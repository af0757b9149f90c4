//! Categories command implementation.
//!
//! The `recipedex categories` command lists categories that have recipes.

use crate::cli::args::CategoriesArgs;
use crate::error::Result;
use crate::ui::UserInterface;

use super::dispatcher::{Command, CommandResult};
use super::source::RegistrySource;

/// The categories command implementation.
pub struct CategoriesCommand {
    source: RegistrySource,
    args: CategoriesArgs,
}

impl CategoriesCommand {
    /// Create a new categories command.
    pub fn new(source: RegistrySource, args: CategoriesArgs) -> Self {
        Self { source, args }
    }
}

impl Command for CategoriesCommand {
    fn execute(&self, ui: &mut dyn UserInterface) -> Result<CommandResult> {
        let registry = match self.source.load_or_report(ui)? {
            Ok(registry) => registry,
            Err(result) => return Ok(result),
        };

        let categories = if self.args.uids.is_empty() {
            registry.recipe_categories()
        } else {
            registry.recipe_categories_for_uids(&self.args.uids)
        };

        if categories.is_empty() {
            ui.warning("No categories with recipes");
            return Ok(CommandResult::success());
        }

        for category in categories {
            ui.show_category(category.title(), category.uid());
            ui.message(&format!(
                "  {} recipes",
                registry.recipe_wrappers(category).len()
            ));
        }
        Ok(CommandResult::success())
    }
}
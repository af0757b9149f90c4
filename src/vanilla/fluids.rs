//! Fluid stacks and the block-to-fluid table.

use std::collections::HashMap;
use std::fmt;

use crate::ingredient::{Ingredient, IngredientHelper};

use super::{display_name_from_id, namespace_of, ItemStack};

/// Volume of one bucket, in millibuckets.
pub const BUCKET_VOLUME: u32 = 1000;

/// An amount of a named fluid.
#[derive(Debug, Clone, PartialEq, Eq, Hash)]
pub struct FluidStack {
    pub fluid: String,
    pub amount: u32,
}

impl FluidStack {
    pub fn new(fluid: impl Into<String>, amount: u32) -> Self {
        Self {
            fluid: fluid.into(),
            amount,
        }
    }

    /// One bucket of `fluid`.
    pub fn bucket(fluid: impl Into<String>) -> Self {
        Self::new(fluid, BUCKET_VOLUME)
    }
}

impl fmt::Display for FluidStack {
    fn fmt(&self, f: &mut fmt::Formatter<'_>) -> fmt::Result {
        write!(f, "{} {}mB", self.fluid, self.amount)
    }
}

/// Helper for [`FluidStack`] ingredients. Fluids have no variants, so the
/// unique and wildcard ids coincide.
#[derive(Debug, Clone, Copy, Default)]
pub struct FluidStackHelper;

impl IngredientHelper<FluidStack> for FluidStackHelper {
    fn unique_id(&self, stack: &FluidStack) -> String {
        format!("fluid:{}", stack.fluid)
    }

    fn wildcard_id(&self, stack: &FluidStack) -> String {
        self.unique_id(stack)
    }

    fn get_match(&self, candidates: &[&FluidStack], to_match: &FluidStack) -> Option<usize> {
        candidates.iter().position(|c| c.fluid == to_match.fluid)
    }

    fn display_name(&self, stack: &FluidStack) -> String {
        display_name_from_id(&stack.fluid)
    }

    fn mod_id(&self, stack: &FluidStack) -> String {
        namespace_of(&stack.fluid)
    }

    fn error_info(&self, stack: &FluidStack) -> String {
        stack.to_string()
    }
}

/// Which block items place a fluid's block form.
///
/// Nothing crafts those items, so lookups on them are redirected to the
/// fluid itself.
#[derive(Debug, Clone, Default)]
pub struct FluidBlocks {
    fluids_by_item: HashMap<String, String>,
}

impl FluidBlocks {
    pub fn new() -> Self {
        Self::default()
    }

    /// Record that `block_item` places the block of `fluid`.
    pub fn insert(&mut self, block_item: impl Into<String>, fluid: impl Into<String>) {
        self.fluids_by_item.insert(block_item.into(), fluid.into());
    }

    pub fn with(mut self, block_item: impl Into<String>, fluid: impl Into<String>) -> Self {
        self.insert(block_item, fluid);
        self
    }

    /// One bucket of the fluid placed by this ingredient, if it is an item
    /// stack of a fluid block.
    pub fn fluid_for(&self, ingredient: &Ingredient) -> Option<FluidStack> {
        let stack = ingredient.downcast_ref::<ItemStack>()?;
        self.fluids_by_item
            .get(&stack.item)
            .map(|fluid| FluidStack::bucket(fluid.clone()))
    }

    pub fn len(&self) -> usize {
        self.fluids_by_item.len()
    }

    pub fn is_empty(&self) -> bool {
        self.fluids_by_item.is_empty()
    }
}
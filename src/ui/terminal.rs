//! Terminal UI.

use console::Term;
use std::io::Write;

use super::{should_use_colors, OutputMode, RecipedexTheme, UserInterface};

/// Terminal UI writing results to stdout and errors to stderr.
pub struct TerminalUI {
    term: Term,
    err_term: Term,
    theme: RecipedexTheme,
    mode: OutputMode,
}

impl TerminalUI {
    /// Create a new terminal UI.
    pub fn new(mode: OutputMode) -> Self {
        let theme = if should_use_colors() {
            RecipedexTheme::new()
        } else {
            RecipedexTheme::plain()
        };

        Self {
            term: Term::stdout(),
            err_term: Term::stderr(),
            theme,
            mode,
        }
    }
}

impl UserInterface for TerminalUI {
    fn output_mode(&self) -> OutputMode {
        self.mode
    }

    fn message(&mut self, msg: &str) {
        writeln!(self.term, "{}", msg).ok();
    }

    fn success(&mut self, msg: &str) {
        if self.mode.shows_status() {
            writeln!(self.term, "{}", self.theme.format_success(msg)).ok();
        }
    }

    fn warning(&mut self, msg: &str) {
        if self.mode.shows_status() {
            writeln!(self.term, "{}", self.theme.format_warning(msg)).ok();
        }
    }

    fn error(&mut self, msg: &str) {
        writeln!(self.err_term, "{}", self.theme.format_error(msg)).ok();
    }

    fn show_header(&mut self, title: &str) {
        if self.mode.shows_status() {
            writeln!(self.term, "{}", self.theme.format_header(title)).ok();
        }
    }

    fn show_category(&mut self, title: &str, uid: &str) {
        writeln!(self.term, "{}", self.theme.format_category(title, uid)).ok();
    }

    fn show_hint(&mut self, hint: &str) {
        if self.mode.shows_status() {
            writeln!(self.term, "{}", self.theme.format_hint(hint)).ok();
        }
    }
}
//! Pack file loading.

use std::fs;
use std::path::{Path, PathBuf};

use crate::error::{RecipedexError, Result};

use super::schema::Pack;

/// File names searched for a pack, in order.
pub const PACK_FILE_NAMES: &[&str] = &[
    "recipedex-pack.yml",
    "recipedex-pack.yaml",
    "recipedex-pack.json",
];

/// Find a pack file in `dir`.
pub fn find_pack_file(dir: &Path) -> Option<PathBuf> {
    PACK_FILE_NAMES
        .iter()
        .map(|name| dir.join(name))
        .find(|path| path.is_file())
}

/// Load a pack from a YAML (`.yml`, `.yaml`) or JSON (`.json`) file.
///
/// Files with any other extension are read as YAML.
pub fn load_pack(path: &Path) -> Result<Pack> {
    let content = fs::read_to_string(path).map_err(|e| {
        if e.kind() == std::io::ErrorKind::NotFound {
            RecipedexError::ConfigNotFound {
                path: path.to_path_buf(),
            }
        } else {
            RecipedexError::Io(e)
        }
    })?;

    let is_json = path
        .extension()
        .and_then(|ext| ext.to_str())
        .is_some_and(|ext| ext.eq_ignore_ascii_case("json"));

    let parsed = if is_json {
        serde_json::from_str(&content).map_err(|e| e.to_string())
    } else {
        serde_yaml::from_str(&content).map_err(|e| e.to_string())
    };

    parsed.map_err(|message| RecipedexError::ConfigParseError {
        path: path.to_path_buf(),
        message,
    })
}
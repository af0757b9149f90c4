//! Recipedex - Recipe indexing and lookup for game content browsers.
//!
//! Recipedex ingests heterogeneous recipes through pluggable handlers,
//! indexes them by the ingredients they consume and produce, and answers
//! "which categories and recipes involve this ingredient" queries.
//!
//! # Modules
//!
//! - [`cli`] - Command-line interface and argument parsing
//! - [`config`] - Settings loading
//! - [`error`] - Error types and result aliases
//! - [`ingredient`] - Type-erased ingredients and their helpers
//! - [`isolation`] - Panic and error isolation around extension code
//! - [`pack`] - Declarative content packs
//! - [`plugin`] - Registry plugins and the plugin chain
//! - [`recipe`] - Recipes, handlers, wrappers, categories and the recipe map
//! - [`registry`] - The recipe registry and its builder
//! - [`ui`] - Terminal output and progress
//! - [`vanilla`] - Built-in item and fluid ingredients
//!
//! # Example
//!
//! ```
//! use recipedex::config::Settings;
//! use recipedex::pack::Pack;
//! use recipedex::recipe::Focus;
//! use recipedex::vanilla::ItemStack;
//!
//! let pack: Pack = serde_yaml::from_str(r#"
//! categories:
//!   - uid: smelting
//!     title: Smelting
//! recipes:
//!   - category: smelting
//!     inputs: ["minecraft:sand"]
//!     outputs: ["minecraft:glass"]
//! "#).unwrap();
//! let registry = pack.into_registry(Settings::default()).unwrap();
//!
//! let glass = Focus::output(ItemStack::new("minecraft:glass"));
//! let categories = registry.recipe_categories_for_focus(&glass);
//! assert_eq!(categories[0].uid(), "smelting");
//! assert_eq!(registry.recipe_wrappers_for_focus(categories[0], &glass).len(), 1);
//! ```
//!
//! For pack files on disk, see the integration tests.

pub mod cli;
pub mod config;
pub mod error;
pub mod ingredient;
pub mod isolation;
pub mod pack;
pub mod plugin;
pub mod recipe;
pub mod registry;
pub mod ui;
pub mod vanilla;

pub use error::{RecipedexError, Result};
//! Lookup command implementation.
//!
//! The `recipedex lookup` command shows which categories involve an
//! ingredient and the matching recipes in each.

use crate::cli::args::LookupArgs;
use crate::error::Result;
use crate::pack::parse_ingredient;
use crate::recipe::{Focus, FocusMode};
use crate::ui::UserInterface;

use super::dispatcher::{Command, CommandResult};
use super::render::format_wrapper;
use super::source::RegistrySource;

/// The lookup command implementation.
pub struct LookupCommand {
    source: RegistrySource,
    args: LookupArgs,
}

impl LookupCommand {
    /// Create a new lookup command.
    pub fn new(source: RegistrySource, args: LookupArgs) -> Self {
        Self { source, args }
    }

    fn focus_spec(&self) -> Option<(FocusMode, &str)> {
        match (&self.args.input, &self.args.output) {
            (Some(input), _) => Some((FocusMode::Input, input.as_str())),
            (None, Some(output)) => Some((FocusMode::Output, output.as_str())),
            (None, None) => None,
        }
    }
}

impl Command for LookupCommand {
    fn execute(&self, ui: &mut dyn UserInterface) -> Result<CommandResult> {
        let Some((mode, notation)) = self.focus_spec() else {
            ui.error("Pass an ingredient with --input or --output");
            return Ok(CommandResult::failure(2));
        };
        let ingredient = match parse_ingredient(notation) {
            Ok(ingredient) => ingredient,
            Err(e) => {
                ui.error(&e.to_string());
                return Ok(CommandResult::failure(2));
            }
        };

        let registry = match self.source.load_or_report(ui)? {
            Ok(registry) => registry,
            Err(result) => return Ok(result),
        };

        let focus = registry.create_focus(mode, ingredient);
        let categories: Vec<_> = registry
            .recipe_categories_for_focus(&focus)
            .into_iter()
            .filter(|c| self.args.category.as_deref().is_none_or(|uid| c.uid() == uid))
            .collect();

        if categories.is_empty() {
            ui.warning(&format!("No recipes {} {}", describe(&focus), notation));
            return Ok(CommandResult::failure(1));
        }

        for category in categories {
            ui.show_category(category.title(), category.uid());
            for wrapper in registry.recipe_wrappers_for_focus(category, &focus) {
                ui.message(&format!("  {}", format_wrapper(&wrapper)));
            }
        }
        Ok(CommandResult::success())
    }
}

fn describe(focus: &Focus) -> &'static str {
    match focus.mode() {
        FocusMode::Input => "using",
        FocusMode::Output => "making",
    }
}

#[cfg(test)]
mod tests {
    use super::*;
    use crate::ui::MockUI;
    use std::fs;
    use tempfile::TempDir;

    const PACK: &str = r#"
categories:
  - uid: crafting
    title: Crafting
  - uid: smelting
    title: Smelting
    crafting_items: ["minecraft:furnace"]
fluid_blocks:
  "minecraft:water": water
recipes:
  - category: smelting
    inputs: ["minecraft:iron_ore"]
    outputs: ["minecraft:iron_ingot"]
  - category: smelting
    inputs: ["minecraft:sand"]
    outputs: ["minecraft:glass"]
  - category: crafting
    inputs: ["minecraft:iron_ingot", "fluid:water"]
    outputs: ["minecraft:bucket"]
"#;

    fn run(args: LookupArgs) -> (CommandResult, MockUI) {
        let temp = TempDir::new().unwrap();
        fs::write(temp.path().join("recipedex-pack.yml"), PACK).unwrap();
        let source = RegistrySource::new(temp.path().to_path_buf());
        let mut ui = MockUI::new();
        let result = LookupCommand::new(source, args).execute(&mut ui).unwrap();
        (result, ui)
    }

    fn input(notation: &str) -> LookupArgs {
        LookupArgs {
            input: Some(notation.to_string()),
            ..Default::default()
        }
    }

    #[test]
    fn output_lookup_finds_producers() {
        let (result, ui) = run(LookupArgs {
            output: Some("minecraft:iron_ingot".into()),
            ..Default::default()
        });
        assert!(result.success);
        assert_eq!(ui.categories().len(), 1);
        assert_eq!(ui.categories()[0].1, "smelting");
        assert!(ui.has_message("minecraft:iron_ore -> minecraft:iron_ingot"));
    }

    #[test]
    fn crafting_item_lists_every_recipe_of_its_category() {
        let (result, ui) = run(input("minecraft:furnace"));
        assert!(result.success);
        assert_eq!(ui.categories()[0].1, "smelting");
        assert_eq!(ui.messages().len(), 2);
    }

    #[test]
    fn fluid_block_looks_up_the_fluid() {
        let (_, ui) = run(input("minecraft:water"));
        assert_eq!(ui.categories().len(), 1);
        assert_eq!(ui.categories()[0].1, "crafting");
    }

    #[test]
    fn category_filter() {
        let (result, ui) = run(LookupArgs {
            input: Some("minecraft:iron_ingot".into()),
            category: Some("smelting".into()),
            ..Default::default()
        });
        assert_eq!(result.exit_code, 1);
        assert!(ui.categories().is_empty());
        assert!(ui.warnings()[0].contains("No recipes using"));
    }

    #[test]
    fn bad_notation_is_reported() {
        let (result, ui) = run(input("fluid:"));
        assert_eq!(result.exit_code, 2);
        assert!(ui.errors()[0].contains("Missing fluid name"));
    }
}
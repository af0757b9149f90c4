//! Settings file discovery and loading.

use std::fs;
use std::path::{Path, PathBuf};

use crate::config::schema::Settings;
use crate::error::{RecipedexError, Result};

/// File names searched for settings, in order.
pub const SETTINGS_FILE_NAMES: &[&str] = &["recipedex.yml", "recipedex.yaml"];

/// Find a settings file in `dir`.
pub fn find_settings_file(dir: &Path) -> Option<PathBuf> {
    SETTINGS_FILE_NAMES
        .iter()
        .map(|name| dir.join(name))
        .find(|path| path.is_file())
}

/// Load settings from a YAML file.
///
/// # Errors
///
/// Returns `ConfigNotFound` if the file does not exist and
/// `ConfigParseError` if its content is not valid settings YAML.
pub fn load_settings(path: &Path) -> Result<Settings> {
    let content = fs::read_to_string(path).map_err(|e| {
        if e.kind() == std::io::ErrorKind::NotFound {
            RecipedexError::ConfigNotFound {
                path: path.to_path_buf(),
            }
        } else {
            RecipedexError::Io(e)
        }
    })?;

    parse_settings(&content, path)
}

/// Parse YAML content into Settings.
///
/// An empty document yields the defaults.
pub fn parse_settings(content: &str, source_path: &Path) -> Result<Settings> {
    if content.trim().is_empty() {
        return Ok(Settings::default());
    }
    serde_yaml::from_str(content).map_err(|e| RecipedexError::ConfigParseError {
        path: source_path.to_path_buf(),
        message: e.to_string(),
    })
}

/// Load settings from an explicit path, or from a settings file discovered
/// in `dir`, or fall back to the defaults.
pub fn resolve_settings(explicit: Option<&Path>, dir: &Path) -> Result<Settings> {
    match explicit {
        Some(path) => load_settings(path),
        None => match find_settings_file(dir) {
            Some(path) => load_settings(&path),
            None => Ok(Settings::default()),
        },
    }
}
//! Command dispatching.
//!
//! This module provides the core command infrastructure:
//! - [`Command`] trait for implementing commands
//! - [`CommandResult`] for uniform result reporting
//! - [`CommandDispatcher`] for routing CLI subcommands

use crate::cli::args::{Cli, Commands};
use crate::error::Result;
use crate::ui::UserInterface;

use super::source::RegistrySource;

/// Trait for command implementations.
///
/// Each CLI subcommand implements this trait to provide its execution logic.
pub trait Command {
    /// Execute the command.
    ///
    /// # Arguments
    ///
    /// * `ui` - User interface for displaying output
    ///
    /// # Returns
    ///
    /// A [`CommandResult`] indicating success/failure and exit code.
    fn execute(&self, ui: &mut dyn UserInterface) -> Result<CommandResult>;
}

/// Result of command execution.
#[derive(Debug)]
pub struct CommandResult {
    /// Whether the command succeeded.
    pub success: bool,

    /// Exit code to use (0 for success, non-zero for failure).
    pub exit_code: i32,
}

impl CommandResult {
    /// Create a successful result.
    pub fn success() -> Self {
        Self {
            success: true,
            exit_code: 0,
        }
    }

    /// Create a failure result.
    pub fn failure(exit_code: i32) -> Self {
        Self {
            success: false,
            exit_code,
        }
    }
}

/// Dispatches CLI commands to their implementations.
pub struct CommandDispatcher {
    source: RegistrySource,
}

impl CommandDispatcher {
    /// Create a new dispatcher loading registries from `source`.
    pub fn new(source: RegistrySource) -> Self {
        Self { source }
    }

    /// Where commands load their registry from.
    pub fn source(&self) -> &RegistrySource {
        &self.source
    }

    /// Dispatch and execute a command.
    ///
    /// Routes the CLI subcommand to the appropriate command implementation
    /// and executes it.
    pub fn dispatch(&self, cli: &Cli, ui: &mut dyn UserInterface) -> Result<CommandResult> {
        match &cli.command {
            Commands::Check(args) => {
                let cmd = super::check::CheckCommand::new(self.source.clone(), args.clone());
                cmd.execute(ui)
            }
            Commands::Categories(args) => {
                let cmd =
                    super::categories::CategoriesCommand::new(self.source.clone(), args.clone());
                cmd.execute(ui)
            }
            Commands::Lookup(args) => {
                let cmd = super::lookup::LookupCommand::new(self.source.clone(), args.clone());
                cmd.execute(ui)
            }
            Commands::CraftingItems(args) => {
                let cmd = super::crafting_items::CraftingItemsCommand::new(
                    self.source.clone(),
                    args.clone(),
                );
                cmd.execute(ui)
            }
            Commands::Completions(args) => {
                let cmd = super::completions::CompletionsCommand::new(args.clone());
                cmd.execute(ui)
            }
        }
    }
}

________

◆ What the task asks ◆
Copy out each line of the records that holds the string "CategoriesArgs".

◆ Task answer ◆
use crate::cli::args::CategoriesArgs;
    args: CategoriesArgs,
    pub fn new(source: RegistrySource, args: CategoriesArgs) -> Self {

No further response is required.